━━━━━ RECORD EXCERPTS
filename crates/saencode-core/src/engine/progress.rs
use super::error::EngineError;
use std::sync::Arc;
use std::sync::atomic::{AtomicBool, Ordering};
use std::time::{Duration, Instant};

#[derive(Debug, Clone)]
pub enum Progress {
    PhaseStart { name: &'static str },
    PhaseFinish,

    TaskStart { total_steps: u64 },
    TaskIncrement,
    TaskFinish,

    Message(String),
}

pub type ProgressCallback<'a> = Box<dyn Fn(Progress) + Send + Sync + 'a>;

/// Cooperative cancellation shared between a caller and running tasks.
///
/// Tasks poll the token between independent work units, so cancellation takes
/// effect at the next frame, column pair or block pair rather than instantly.
#[derive(Debug, Clone, Default)]
pub struct CancellationToken {
    cancelled: Arc<AtomicBool>,
    deadline: Option<(Instant, Duration)>,
}

impl CancellationToken {
    pub fn new() -> Self {
        Self::default()
    }

    /// A token that additionally expires `limit` after this call.
    pub fn with_time_limit(limit: Duration) -> Self {
        Self::new().and_time_limit(limit)
    }

    /// The same cancellation flag with a deadline `limit` from now.
    ///
    /// An existing earlier deadline is kept. A limit too large to be
    /// represented as an instant adds no deadline.
    pub fn and_time_limit(&self, limit: Duration) -> Self {
        let deadline = match (self.deadline, Instant::now().checked_add(limit)) {
            (Some((existing, existing_limit)), Some(deadline)) if existing <= deadline => {
                Some((existing, existing_limit))
            }
            (existing, None) => existing,
            (_, Some(deadline)) => Some((deadline, limit)),
        };
        Self {
            cancelled: Arc::clone(&self.cancelled),
            deadline,
        }
    }

    pub fn cancel(&self) {
        self.cancelled.store(true, Ordering::Relaxed);
    }

    pub fn is_cancelled(&self) -> bool {
        self.cancelled.load(Ordering::Relaxed)
    }

    /// Fails with `Cancelled` or `TimedOut` once the token has fired.
    pub fn check(&self, phase: &'static str) -> Result<(), EngineError> {
        if self.is_cancelled() {
            return Err(EngineError::Cancelled { phase });
        }
        if let Some((deadline, limit)) = self.deadline {
            if Instant::now() >= deadline {
                return Err(EngineError::TimedOut { phase, limit });
            }
        }
        Ok(())
    }
}

#[derive(Default)]
pub struct ProgressReporter<'a> {
    callback: Option<ProgressCallback<'a>>,
    cancellation: Option<CancellationToken>,
}

impl<'a> ProgressReporter<'a> {
    pub fn new() -> Self {
        Self::default()
    }

    pub fn with_callback(callback: ProgressCallback<'a>) -> Self {
        Self {
            callback: Some(callback),
            cancellation: None,
        }
    }

    pub fn with_cancellation(mut self, token: CancellationToken) -> Self {
        self.cancellation = Some(token);
        self
    }

    pub fn cancellation(&self) -> Option<&CancellationToken> {
        self.cancellation.as_ref()
    }

    /// A child reporter that forwards every event to `self` and additionally
    /// expires after `time_limit`, sharing this reporter's cancellation flag.
    pub fn scoped(&self, time_limit: Option<Duration>) -> ProgressReporter<'_> {
        let cancellation = match (time_limit, &self.cancellation) {
            (Some(limit), Some(token)) => Some(token.and_time_limit(limit)),
            (Some(limit), None) => Some(CancellationToken::with_time_limit(limit)),
            (None, token) => token.clone(),
        };
        ProgressReporter {
            callback: Some(Box::new(move |event| self.report(event))),
            cancellation,
        }
    }

    #[inline]
    pub fn report(&self, event: Progress) {
        if let Some(cb) = &self.callback {
            cb(event);
        }
    }

    /// Polls the attached cancellation token, if any.
    #[inline]
    pub fn checkpoint(&self, phase: &'static str) -> Result<(), EngineError> {
        match &self.cancellation {
            Some(token) => token.check(phase),
            None => Ok(()),
        }
    }
}
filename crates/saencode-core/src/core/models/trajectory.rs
use nalgebra::Point3;
use thiserror::Error;

/// Backbone coordinates of a molecular dynamics trajectory.
///
/// Coordinates are stored frame-major in one contiguous buffer; every frame has
/// the same number of atoms (one representative backbone atom per residue).
/// Coordinates are taken as given; they must share the length unit of the
/// reference library used to encode them.
#[derive(Debug, Clone, PartialEq, Default)]
pub struct Trajectory {
    num_frames: usize,
    atoms_per_frame: usize,
    coords: Vec<Point3<f64>>,
}

#[derive(Debug, Error, PartialEq, Eq, Clone)]
pub enum TrajectoryError {
    #[error("Frame {frame} has {found} atoms, but the first frame has {expected}")]
    InconsistentFrame {
        frame: usize,
        expected: usize,
        found: usize,
    },
    #[error(
        "Coordinate buffer of length {len} does not match {frames} frames x {atoms} atoms x 3"
    )]
    BufferLength {
        len: usize,
        frames: usize,
        atoms: usize,
    },
}

impl Trajectory {
    pub fn from_frames(frames: Vec<Vec<Point3<f64>>>) -> Result<Self, TrajectoryError> {
        let num_frames = frames.len();
        let atoms_per_frame = frames.first().map_or(0, Vec::len);
        let mut coords = Vec::with_capacity(frames.len() * atoms_per_frame);
        for (index, frame) in frames.into_iter().enumerate() {
            if frame.len() != atoms_per_frame {
                return Err(TrajectoryError::InconsistentFrame {
                    frame: index,
                    expected: atoms_per_frame,
                    found: frame.len(),
                });
            }
            coords.extend(frame);
        }
        Ok(Self {
            num_frames,
            atoms_per_frame,
            coords,
        })
    }

    /// Builds a trajectory from a flat `frames x atoms x 3` buffer (C order).
    pub fn from_flat(frames: usize, atoms: usize, data: &[f64]) -> Result<Self, TrajectoryError> {
        let expected = frames.checked_mul(atoms).and_then(|n| n.checked_mul(3));
        if expected != Some(data.len()) {
            return Err(TrajectoryError::BufferLength {
                len: data.len(),
                frames,
                atoms,
            });
        }
        let coords = data
            .chunks_exact(3)
            .map(|xyz| Point3::new(xyz[0], xyz[1], xyz[2]))
            .collect();
        Ok(Self {
            num_frames: frames,
            atoms_per_frame: atoms,
            coords,
        })
    }

    #[inline]
    pub fn num_frames(&self) -> usize {
        self.num_frames
    }

    #[inline]
    pub fn atoms_per_frame(&self) -> usize {
        self.atoms_per_frame
    }

    pub fn frame(&self, index: usize) -> Option<&[Point3<f64>]> {
        if index >= self.num_frames {
            return None;
        }
        let start = index * self.atoms_per_frame;
        self.coords.get(start..start + self.atoms_per_frame)
    }

    pub fn frames(&self) -> impl ExactSizeIterator<Item = &[Point3<f64>]> {
        (0..self.num_frames).map(move |index| {
            let start = index * self.atoms_per_frame;
            &self.coords[start..start + self.atoms_per_frame]
        })
    }
}
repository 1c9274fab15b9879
//! Structural alphabet reference geometries.

pub mod library;
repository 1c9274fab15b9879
pub mod geometry;
use crate::core::utils::geometry::centroid;
use nalgebra::{Matrix3, Point3};
use thiserror::Error;

#[derive(Debug, Error, PartialEq, Eq, Clone)]
pub enum AlignError {
    #[error("Cannot superpose point sets of different sizes ({reference} vs {target} points)")]
    ShapeMismatch { reference: usize, target: usize },
    #[error("Cannot superpose empty point sets")]
    Empty,
}

/// RMSD between two point sets after optimal rigid superposition (Kabsch).
///
/// Both sets are centered on their own centroid, the rotation minimising the
/// squared deviation is derived from the SVD of the cross-covariance matrix
/// `H = Pᵀ Q`, and the RMSD between the centered `reference` and the rotated,
/// centered `target` is returned. Reflections are excluded through the sign
/// correction on the last singular direction.
///
/// Nearly collinear or coincident inputs make the rotation ill-defined; the
/// result is still finite but may be numerically unstable.
///
/// # Errors
///
/// Returns [`AlignError::ShapeMismatch`] if the point counts differ and
/// [`AlignError::Empty`] if both are empty.
pub fn align(reference: &[Point3<f64>], target: &[Point3<f64>]) -> Result<f64, AlignError> {
    if reference.len() != target.len() {
        return Err(AlignError::ShapeMismatch {
            reference: reference.len(),
            target: target.len(),
        });
    }
    let (Some(p_centroid), Some(q_centroid)) = (centroid(reference), centroid(target)) else {
        return Err(AlignError::Empty);
    };

    let h = reference
        .iter()
        .zip(target)
        .fold(Matrix3::zeros(), |acc, (p, q)| {
            acc + (p - p_centroid) * (q - q_centroid).transpose()
        });

    let rotation = optimal_rotation(h);

    let squared_dist_sum: f64 = reference
        .iter()
        .zip(target)
        .map(|(p, q)| ((p - p_centroid) - rotation * (q - q_centroid)).norm_squared())
        .sum();

    Ok((squared_dist_sum / reference.len() as f64).sqrt())
}

/// Proper rotation `M` maximising `tr(M Hᵀ)`, applied to target vectors as `M q`.
///
/// With `H = U Σ Vᵀ` this is `U E Vᵀ`, where `E = diag(1, 1, d)` and
/// `d = sign(det(V Uᵀ))`; equivalently the row-vector rotation `R = V E Uᵀ`.
fn optimal_rotation(h: Matrix3<f64>) -> Matrix3<f64> {
    let svd = h.svd(true, true);
    let (Some(u), Some(v_t)) = (svd.u, svd.v_t) else {
        return Matrix3::identity();
    };

    let d = (v_t.transpose() * u.transpose()).determinant();
    let mut correction = Matrix3::identity();
    if d < 0.0 {
        correction[(2, 2)] = -1.0;
    }

    u * correction * v_t
}

#[cfg(test)]
mod tests {
    use super::*;
    use nalgebra::{Rotation3, Vector3};

    const TOLERANCE: f64 = 1e-9;

    fn scalene_tetrahedron() -> Vec<Point3<f64>> {
        vec![
            Point3::new(0.0, 0.0, 0.0),
            Point3::new(1.0, 0.0, 0.0),
            Point3::new(0.0, 2.0, 0.0),
            Point3::new(0.0, 0.0, 3.0),
        ]
    }

    fn helical_fragment() -> Vec<Point3<f64>> {
        (0..4)
            .map(|i| {
                let t = i as f64 * 100f64.to_radians();
                Point3::new(2.3 * t.cos(), 2.3 * t.sin(), 1.5 * i as f64)
            })
            .collect()
    }

    fn transform(points: &[Point3<f64>], rotation: &Rotation3<f64>, shift: Vector3<f64>) -> Vec<Point3<f64>> {
        points.iter().map(|p| rotation * p + shift).collect()
    }

    #[test]
    fn aligning_a_fragment_with_itself_gives_zero() {
        let p = helical_fragment();
        assert!(align(&p, &p).unwrap().abs() < TOLERANCE);
    }

    #[test]
    fn rigid_motion_is_removed_completely() {
        let p = scalene_tetrahedron();
        let rotation = Rotation3::from_euler_angles(0.3, -1.2, 2.5);
        let moved = transform(&p, &rotation, Vector3::new(5.0, -7.0, 11.0));

        assert!(align(&moved, &p).unwrap() < TOLERANCE);
        assert!(align(&p, &moved).unwrap() < TOLERANCE);
    }

    #[test]
    fn alignment_is_symmetric() {
        let p = scalene_tetrahedron();
        let q = helical_fragment();
        let pq = align(&p, &q).unwrap();
        let qp = align(&q, &p).unwrap();
        assert!(pq > 0.1);
        assert!((pq - qp).abs() < TOLERANCE);
    }

    #[test]
    fn scaled_regular_tetrahedron_has_known_rmsd() {
        let p = vec![
            Point3::new(1.0, 1.0, 1.0),
            Point3::new(1.0, -1.0, -1.0),
            Point3::new(-1.0, 1.0, -1.0),
            Point3::new(-1.0, -1.0, 1.0),
        ];
        let q: Vec<_> = p.iter().map(|x| Point3::from(x.coords * 2.0)).collect();
        let rmsd = align(&p, &q).unwrap();
        assert!((rmsd - 3f64.sqrt()).abs() < TOLERANCE);
    }

    #[test]
    fn mirror_image_is_not_superimposed() {
        let p = scalene_tetrahedron();
        let mirrored: Vec<_> = p.iter().map(|x| Point3::new(-x.x, x.y, x.z)).collect();
        assert!(align(&p, &mirrored).unwrap() > 1e-3);
    }

    #[test]
    fn mismatched_point_counts_are_rejected() {
        let p = scalene_tetrahedron();
        assert_eq!(
            align(&p, &p[..3]),
            Err(AlignError::ShapeMismatch {
                reference: 4,
                target: 3
            })
        );
    }

    #[test]
    fn empty_point_sets_are_rejected() {
        assert_eq!(align(&[], &[]), Err(AlignError::Empty));
    }

    #[test]
    fn collinear_points_still_produce_a_finite_value() {
        let line: Vec<_> = (0..4).map(|i| Point3::new(i as f64, 0.0, 0.0)).collect();
        let rmsd = align(&line, &line).unwrap();
        assert!(rmsd.is_finite());
        assert!(rmsd < 1e-6);
    }
}
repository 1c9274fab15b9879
use super::letter::Letter;
use nalgebra::DMatrix;
use thiserror::Error;

/// A trajectory expressed in a structural alphabet.
///
/// Rows are trajectory frames, columns are fragment positions along the chain
/// (one fewer than the fragment width per frame, i.e. `atoms - 3`).
#[derive(Debug, Clone, PartialEq)]
pub struct Encoding {
    letters: DMatrix<Letter>,
}

#[derive(Debug, Error, PartialEq, Eq, Clone)]
pub enum EncodingError {
    #[error("Row {row} has {found} letters, expected {expected}")]
    RaggedRow {
        row: usize,
        expected: usize,
        found: usize,
    },
}

impl Encoding {
    pub fn from_rows(rows: Vec<Vec<Letter>>) -> Result<Self, EncodingError> {
        let num_frames = rows.len();
        let num_positions = rows.first().map_or(0, Vec::len);
        if let Some((row, found)) = rows
            .iter()
            .map(Vec::len)
            .enumerate()
            .find(|&(_, len)| len != num_positions)
        {
            return Err(EncodingError::RaggedRow {
                row,
                expected: num_positions,
                found,
            });
        }
        Ok(Self {
            letters: DMatrix::from_row_iterator(
                num_frames,
                num_positions,
                rows.into_iter().flatten(),
            ),
        })
    }

    #[inline]
    pub fn num_frames(&self) -> usize {
        self.letters.nrows()
    }

    #[inline]
    pub fn num_positions(&self) -> usize {
        self.letters.ncols()
    }

    #[inline]
    pub fn shape(&self) -> (usize, usize) {
        self.letters.shape()
    }

    pub fn get(&self, frame: usize, position: usize) -> Option<Letter> {
        self.letters.get((frame, position)).copied()
    }

    /// The letters observed at one position across all frames, in frame order,
    /// or `None` if `position` is out of range.
    ///
    /// Storage is column-major, so this is a contiguous slice.
    pub fn column(&self, position: usize) -> Option<&[Letter]> {
        if position >= self.num_positions() {
            return None;
        }
        let n = self.letters.nrows();
        self.letters.as_slice().get(position * n..(position + 1) * n)
    }

    pub fn columns(&self) -> impl ExactSizeIterator<Item = &[Letter]> {
        let n = self.letters.nrows();
        let data = self.letters.as_slice();
        (0..self.num_positions()).map(move |j| &data[j * n..(j + 1) * n])
    }

    pub fn row(&self, frame: usize) -> Option<Vec<Letter>> {
        (frame < self.num_frames()).then(|| self.letters.row(frame).iter().copied().collect())
    }

    /// Splits the encoding into contiguous blocks of `frames_per_block` frames.
    ///
    /// Only full blocks are returned; trailing frames that do not fill a block
    /// are dropped so that every block has the same sample count.
    pub fn blocks(&self, frames_per_block: usize) -> Vec<Encoding> {
        if frames_per_block == 0 {
            return Vec::new();
        }
        (0..self.num_frames() / frames_per_block)
            .map(|b| Encoding {
                letters: self
                    .letters
                    .rows(b * frames_per_block, frames_per_block)
                    .into_owned(),
            })
            .collect()
    }

    pub fn as_matrix(&self) -> &DMatrix<Letter> {
        &self.letters
    }
}

impl From<DMatrix<Letter>> for Encoding {
    fn from(letters: DMatrix<Letter>) -> Self {
        Self { letters }
    }
}
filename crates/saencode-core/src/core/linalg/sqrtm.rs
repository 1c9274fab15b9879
use nalgebra::{DMatrix, DVector, SymmetricEigen};
use thiserror::Error;

#[derive(Debug, Error, PartialEq, Clone)]
pub enum LinalgError {
    #[error("Matrix must be square, got {rows}x{cols}")]
    NotSquare { rows: usize, cols: usize },
    #[error("Matrix is not symmetric (largest asymmetry {max_asymmetry:e})")]
    NotSymmetric { max_asymmetry: f64 },
    #[error("Matrix contains non-finite entries")]
    NonFinite,
    #[error("Matrix is not positive semi-definite (smallest eigenvalue {min_eigenvalue:e})")]
    NonPositiveSemiDefinite { min_eigenvalue: f64 },
}

/// Fails unless `matrix` is square and `|A - Aᵀ| <= tolerance` element-wise.
pub fn check_symmetric(matrix: &DMatrix<f64>, tolerance: f64) -> Result<(), LinalgError> {
    let (rows, cols) = matrix.shape();
    if rows != cols {
        return Err(LinalgError::NotSquare { rows, cols });
    }
    if matrix.iter().any(|v| !v.is_finite()) {
        return Err(LinalgError::NonFinite);
    }
    let max_asymmetry = (0..rows)
        .flat_map(|i| (i + 1..cols).map(move |j| (i, j)))
        .map(|(i, j)| (matrix[(i, j)] - matrix[(j, i)]).abs())
        .fold(0.0, f64::max);
    if max_asymmetry > tolerance {
        return Err(LinalgError::NotSymmetric { max_asymmetry });
    }
    Ok(())
}

/// Principal square root of a symmetric positive semi-definite matrix.
///
/// Computed from the eigendecomposition `A = V Λ Vᵀ` as `V Λ^½ Vᵀ`. Eigenvalues
/// in `[-psd_tolerance * max(1, |λ|max), 0)` are rounding noise and are clamped
/// to zero; anything more negative means no real square root exists.
///
/// Only the lower triangle of `matrix` is read; callers that cannot guarantee
/// symmetry should run [`check_symmetric`] first.
///
/// # Errors
///
/// Returns [`LinalgError::NotSquare`], [`LinalgError::NonFinite`] or
/// [`LinalgError::NonPositiveSemiDefinite`].
pub fn symmetric_sqrt(matrix: &DMatrix<f64>, psd_tolerance: f64) -> Result<DMatrix<f64>, LinalgError> {
    let (rows, cols) = matrix.shape();
    if rows != cols {
        return Err(LinalgError::NotSquare { rows, cols });
    }
    if rows == 0 {
        return Ok(DMatrix::zeros(0, 0));
    }
    if matrix.iter().any(|v| !v.is_finite()) {
        return Err(LinalgError::NonFinite);
    }

    let eigen = SymmetricEigen::new(matrix.clone());
    let min_eigenvalue = eigen.eigenvalues.min();
    let scale = eigen.eigenvalues.amax().max(1.0);
    if min_eigenvalue < -psd_tolerance * scale {
        return Err(LinalgError::NonPositiveSemiDefinite { min_eigenvalue });
    }

    let roots = DVector::from_iterator(
        rows,
        eigen.eigenvalues.iter().map(|&lambda| lambda.max(0.0).sqrt()),
    );
    let vectors = &eigen.eigenvectors;
    let root = vectors * DMatrix::from_diagonal(&roots) * vectors.transpose();

    Ok((&root + root.transpose()) * 0.5)
}
use nalgebra::Point3;
use thiserror::Error;

/// Number of consecutive backbone atoms in one fragment (the encoding window width).
pub const FRAGMENT_LENGTH: usize = 4;

/// A window of consecutive backbone atom coordinates describing local geometry.
///
/// Fragments are value types; they are copied freely and never mutated after
/// construction. Sliding windows over a frame are handled as borrowed
/// `&[Point3<f64>]` slices instead, so encoding never has to build one.
#[derive(Debug, Clone, Copy, PartialEq)]
pub struct Fragment {
    points: [Point3<f64>; FRAGMENT_LENGTH],
}

#[derive(Debug, Error, PartialEq, Eq, Clone)]
#[error("A fragment requires exactly {} points, got {found}", FRAGMENT_LENGTH)]
pub struct FragmentLengthError {
    pub found: usize,
}

impl Fragment {
    pub fn new(points: [Point3<f64>; FRAGMENT_LENGTH]) -> Self {
        Self { points }
    }

    #[inline]
    pub fn points(&self) -> &[Point3<f64>] {
        &self.points
    }
}

impl TryFrom<&[Point3<f64>]> for Fragment {
    type Error = FragmentLengthError;

    fn try_from(points: &[Point3<f64>]) -> Result<Self, Self::Error> {
        let points: [Point3<f64>; FRAGMENT_LENGTH] =
            points.try_into().map_err(|_| FragmentLengthError {
                found: points.len(),
            })?;
        Ok(Self { points })
    }
}

impl From<[[f64; 3]; FRAGMENT_LENGTH]> for Fragment {
    fn from(coords: [[f64; 3]; FRAGMENT_LENGTH]) -> Self {
        Self {
            points: coords.map(|[x, y, z]| Point3::new(x, y, z)),
        }
    }
}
━━━━━━━━━━
**WHAT YOU SHOULD DO**: Would you please write out, exactly and with no other lines, the stretch of the listing above from the line containing "(frame < self.num_frames()).then(||" through the line containing "fill a block"?

**EXERCISE SOLUTION**:
        (frame < self.num_frames()).then(|| self.letters.row(frame).iter().copied().collect())
    }

    /// Splits the encoding into contiguous blocks of `frames_per_block` frames.
    ///
    /// Only full blocks are returned; trailing frames that do not fill a block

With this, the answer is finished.